Violenza politica, terrorismo ed eversione: è necessario un inquadramento sistemico?

Il concetto di terrorismo è spesso accompagnato da altri importanti concetti che si sovrappongono, si aggiungono, si integrano per concorrere a definire il tema più generale della violenza politica. Al di là delle specifiche definizioni esistenti di questi due concetti [1,2], i termini che ricorrono più frequentemente – assieme o affianco – alle parole terrorismo e violenza politica sono:

  • conflitto etnico e/o religioso;
  • ribellione;
  • rivoluzione;
  • guerra civile;
  • guerriglia;
  • colpo di stato;
  • strategia della tensione;
  • eversione.

In questo articolo si fornisce, con lo scopo di razionalizzare lo scenario con la finalità di svolgere successivamente analisi sulla prevenzione e sul contrasto efficace dei complessi fenomeni del terrorismo, della violenza politica e dell’eversione, un sintetico inquadramento di questi termini, in alcuni casi affini tra loro, ma sostanzialmente diversi nel significato. L’analisi e l’inquadramento qui presentati non hanno l’ambizione di essere né totalmente esaustivirigidamente rigorosi, ma intendono fornire una comprensione sistemica e logica dei temi trattati, con lo scopo di fornire ausilio a chi affronta aspetti tecnico-amministrativi legati a queste tematiche complesse.

La ‘violenza politica’

Con il concetto estremamente ampio di violenza politica, sintetizzando le definizioni di diversi studiosi [2,3,7], possiamo intendere in questa analisi delle azioni – di grande impatto fisico e/o psicologico e che infliggono gravi danni – perpetrate da individui singoli, gruppi di persone o Stati al fine di raggiungere degli obiettivi politici in un territorio (tipicamente uno Stato) governato da un sistema politico che si ritiene avversario, nemico, da combattere e modificare in qualche sua forma.

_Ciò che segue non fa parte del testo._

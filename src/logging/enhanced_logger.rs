//! `EnhancedLogger` — an append-only, size-bounded log of structured events
//! describing what the runtime did and why.
//!
//! Grounded in the audit-trail pattern from the teacher's `SecurityPolicy`
//! (`AuditEntry` + a `Mutex`-guarded collection), generalized from a flat
//! `Vec` to a capacity-bounded `VecDeque` with FIFO eviction, and switched to
//! `parking_lot::Mutex` to match the rest of this runtime's locking choices.

use std::collections::VecDeque;
use std::sync::Arc;

use chrono::{DateTime, Utc};
use parking_lot::Mutex;
use serde::{Deserialize, Serialize};
use serde_json::Value;

const DEFAULT_CAPACITY: usize = 2000;

#[derive(Debug, Clone, Copy, Serialize, Deserialize, PartialEq, Eq)]
#[serde(rename_all = "snake_case")]
pub enum LogCategory {
    Lifecycle,
    Llm,
    Tool,
    Context,
    Tournament,
    Error,
}

#[derive(Debug, Clone, Serialize, Deserialize)]
pub struct EnhancedLogEntry {
    pub timestamp: DateTime<Utc>,
    pub category: LogCategory,
    pub message: String,
    pub description: Option<String>,
    pub tool_name: Option<String>,
    /// Arguments passed to a tool call, with `tool_description` always
    /// stripped out — that field is surfaced only via `description`.
    pub tool_args: Option<Value>,
}

impl EnhancedLogEntry {
    pub fn new(category: LogCategory, message: impl Into<String>) -> Self {
        Self {
            timestamp: Utc::now(),
            category,
            message: message.into(),
            description: None,
            tool_name: None,
            tool_args: None,
        }
    }

    pub fn with_description(mut self, description: impl Into<String>) -> Self {
        self.description = Some(description.into());
        self
    }

    /// Build a `category=tool` entry, stripping `tool_description` out of the
    /// displayed args and promoting it to the entry's `description` instead.
    pub fn for_tool_call(tool_name: impl Into<String>, mut args: Value, tool_description: Option<&str>) -> Self {
        if let Some(obj) = args.as_object_mut() {
            obj.remove("tool_description");
        }
        let name = tool_name.into();
        let mut entry = Self::new(LogCategory::Tool, format!("invoked '{name}'"))
            .with_tool_name_and_args(name, args);
        if let Some(desc) = tool_description {
            entry.description = Some(desc.to_string());
        }
        entry
    }

    fn with_tool_name_and_args(mut self, name: String, args: Value) -> Self {
        self.tool_name = Some(name);
        self.tool_args = Some(args);
        self
    }
}

/// Bounded, append-only event log. Oldest entries are evicted once `capacity`
/// is exceeded.
pub struct EnhancedLogger {
    entries: Mutex<VecDeque<EnhancedLogEntry>>,
    capacity: usize,
}

impl EnhancedLogger {
    pub fn new(capacity: usize) -> Arc<Self> {
        Arc::new(Self {
            entries: Mutex::new(VecDeque::with_capacity(capacity.min(DEFAULT_CAPACITY))),
            capacity,
        })
    }

    pub fn emit(&self, entry: EnhancedLogEntry) {
        let mut entries = self.entries.lock();
        if entries.len() >= self.capacity {
            entries.pop_front();
        }
        entries.push_back(entry);
    }

    /// Return up to `limit` most recent entries (newest last), optionally
    /// filtered to a single category.
    pub fn tail(&self, limit: usize, category: Option<LogCategory>) -> Vec<EnhancedLogEntry> {
        let entries = self.entries.lock();
        let filtered: Vec<&EnhancedLogEntry> = entries
            .iter()
            .filter(|e| category.is_none_or(|c| e.category == c))
            .collect();
        let start = filtered.len().saturating_sub(limit);
        filtered[start..].iter().map(|e| (*e).clone()).collect()
    }

    pub fn len(&self) -> usize {
        self.entries.lock().len()
    }

    pub fn is_empty(&self) -> bool {
        self.len() == 0
    }
}

impl Default for EnhancedLogger {
    fn default() -> Self {
        Self {
            entries: Mutex::new(VecDeque::new()),
            capacity: DEFAULT_CAPACITY,
        }
    }
}

#[cfg(test)]
mod tests {
    use super::*;
    use serde_json::json;

    #[test]
    fn emit_and_tail_round_trip() {
        let logger = EnhancedLogger::new(10);
        logger.emit(EnhancedLogEntry::new(LogCategory::Lifecycle, "started"));
        logger.emit(EnhancedLogEntry::new(LogCategory::Llm, "completion received"));
        let tail = logger.tail(10, None);
        assert_eq!(tail.len(), 2);
        assert_eq!(tail[0].message, "started");
    }

    #[test]
    fn capacity_evicts_oldest_first() {
        let logger = EnhancedLogger::new(3);
        for i in 0..5 {
            logger.emit(EnhancedLogEntry::new(LogCategory::Tool, format!("entry {i}")));
        }
        assert_eq!(logger.len(), 3);
        let tail = logger.tail(10, None);
        assert_eq!(tail[0].message, "entry 2");
        assert_eq!(tail[2].message, "entry 4");
    }

    #[test]
    fn tail_filters_by_category() {
        let logger = EnhancedLogger::new(10);
        logger.emit(EnhancedLogEntry::new(LogCategory::Tool, "a"));
        logger.emit(EnhancedLogEntry::new(LogCategory::Error, "b"));
        logger.emit(EnhancedLogEntry::new(LogCategory::Tool, "c"));
        let errors = logger.tail(10, Some(LogCategory::Error));
        assert_eq!(errors.len(), 1);
        assert_eq!(errors[0].message, "b");
    }

    #[test]
    fn for_tool_call_strips_description_from_args_and_promotes_it() {
        let entry = EnhancedLogEntry::for_tool_call(
            "file_write",
            json!({"path": "a.txt", "tool_description": "writing the greeting"}),
            Some("writing the greeting"),
        );
        assert_eq!(entry.description.as_deref(), Some("writing the greeting"));
        assert!(entry.tool_args.unwrap().get("tool_description").is_none());
    }
}
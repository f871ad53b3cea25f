pub mod bus;
pub mod snapshot;

pub use bus::StatusBus;
pub use snapshot::AgentStatus;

La violenza politica nasce, nella maggior parte dei casi, da situazioni in cui l’attaccante percepisce non percorribile la via politica ordinaria – regolata dalle leggi dell’istituzione o dello Stato contro cui si dirige l’azione – per raggiungere i cambiamenti che egli vorrebbe vedere realizzati.

In ragione di questa percezione di non percorribilità della via legale, lo strumento della violenza viene non solo giustificato ma inteso come indispensabile per il raggiungimento del fine politico in gioco, conducendo, ad esempio, alla scelta dell’azione terroristica per imporre il cambiamento.

Se quanto sopra discusso è uno dei punti vista da cui partire nell’analisi del concetto di violenza politica, non possiamo non considerare un secondo punto di vista, per certi versi opposto, in cui è uno Stato stesso a scegliere in modo deliberato di adottare sul territorio che governa la violenza politica come strumento per intimidire e condizionare la popolazione, fino a raggiungere il totale controllo – attraverso degli atti di violenza o la minaccia al ricorso della violenza – della vita politica e sociale della comunità governata.

Un terzo punto di vista – che si presenta sovente negli accadimenti della storia – è quello della violenza politica perpetrata da apparati dello Stato – ad esempio gruppi militari o paramilitari – che realizzano un colpo di Stato (anche detto golpe) e utilizzano la violenza politica come strumento di eversione e successivo controllo sia degli avversari destituiti sia della popolazione contraria al cambiamento imposto.

Un quarto punto di vista – presentato per terminare questa rapida introduzione, ma non certo esaustivo dell’analisi – è quello di uno Stato che utilizza la violenza per difendersi da una invasione di uno Stato ostile o dalla minaccia di gruppi clandestini o non clandestini di tipo paramilitare, che ambiscono a prendere il potere in sostituzione dell’autorità costituita in quel territorio. In questo caso la violenza è praticata in modo selettivo, dallo Stato attaccato, contro il nemico, nel tentativo di salvaguardare il resto della popolazione, i cosiddetti civili, dagli effetti della violenza stessa.

Come si vede già dalla sintetica analisi introduttiva, la violenza politica – che contiene al suo interno il concetto di terrorismo – può assumere di principio un numero di forme molto diversificate, a seconda del contesto in cui si applica e dei soggetti che la praticano.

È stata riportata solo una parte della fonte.